//! Evaluation roles
//!
//! Each role is one feature extractor plus a default weight table. Weight
//! values are tuning data; the feature definitions are the design.

mod baseline;
mod defense;
mod offense;

pub use baseline::BaselineFeatures;
pub use defense::DefenseFeatures;
pub use offense::OffenseFeatures;

use serde::{Deserialize, Serialize};

use crate::features::{FeatureExtractor, FeatureVector, WeightTable};
use crate::memory::AgentMemory;
use crate::observation::{Action, AgentIndex, Cell, Observation};

/// Evaluation role of an agent
#[derive(Clone, Copy, Debug, PartialEq, Eq, Default, Serialize, Deserialize)]
#[serde(rename_all = "snake_case")]
pub enum Role {
    /// Score difference only
    Baseline,
    /// Raids the opposing half for food
    #[default]
    Offense,
    /// Guards the home half against invaders
    Defense,
}

impl Role {
    pub fn name(self) -> &'static str {
        match self {
            Role::Baseline => "baseline",
            Role::Offense => "offense",
            Role::Defense => "defense",
        }
    }

    pub fn default_weights(self) -> WeightTable {
        match self {
            Role::Baseline => baseline::default_weights(),
            Role::Offense => offense::default_weights(),
            Role::Defense => defense::default_weights(),
        }
    }

    pub fn extractor<O: Observation + 'static>(self) -> Box<dyn FeatureExtractor<O>> {
        match self {
            Role::Baseline => Box::new(BaselineFeatures),
            Role::Offense => Box::new(OffenseFeatures),
            Role::Defense => Box::new(DefenseFeatures),
        }
    }
}

// ============================================================================
// SHARED FEATURE HELPERS
// ============================================================================

/// Closeness in (0, 1]: 1 when on top of the target
fn closeness(distance: f64) -> f64 {
    1.0 / (distance + 1.0)
}

/// Shortest maze distance from `from` to any of `targets`
fn nearest_distance<O: Observation>(
    observation: &O,
    from: Cell,
    targets: impl IntoIterator<Item = Cell>,
) -> Option<f64> {
    targets
        .into_iter()
        .map(|target| observation.maze_distance(from, target))
        .min_by(|a, b| a.partial_cmp(b).unwrap_or(std::cmp::Ordering::Equal))
}

/// Cells of the given opponents whose positions are observable
fn visible_cells<O: Observation>(
    observation: &O,
    agents: impl IntoIterator<Item = AgentIndex>,
) -> Vec<Cell> {
    agents
        .into_iter()
        .filter_map(|agent| observation.position(agent))
        .map(|position| position.nearest_cell())
        .collect()
}

/// `frozen` and `captured`, both judged against the previous tick
fn lookback_features<O: Observation>(
    features: &mut FeatureVector,
    observation: &O,
    memory: &AgentMemory<O>,
) {
    if memory.unmoved_since_previous(observation) {
        features.set("frozen", 1.0);
    }
    if memory.self_died_since_previous(observation) {
        features.set("captured", 1.0);
    }
}

/// `stop` and `reverse`, only in one-ply reflex mode
fn action_features<O: Observation>(
    features: &mut FeatureVector,
    memory: &AgentMemory<O>,
    action: Option<Action>,
) {
    let Some(action) = action else {
        return;
    };
    if action == Action::Stop {
        features.set("stop", 1.0);
    }
    let heading = memory.heading();
    if heading != Action::Stop && action == heading.reverse() {
        features.set("reverse", 1.0);
    }
}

WHAT NEEDS TO BE DONE
How many lines of the entries above include the word "serde"? Reply with the number alone.

SOLUTION TO THIS TASK
2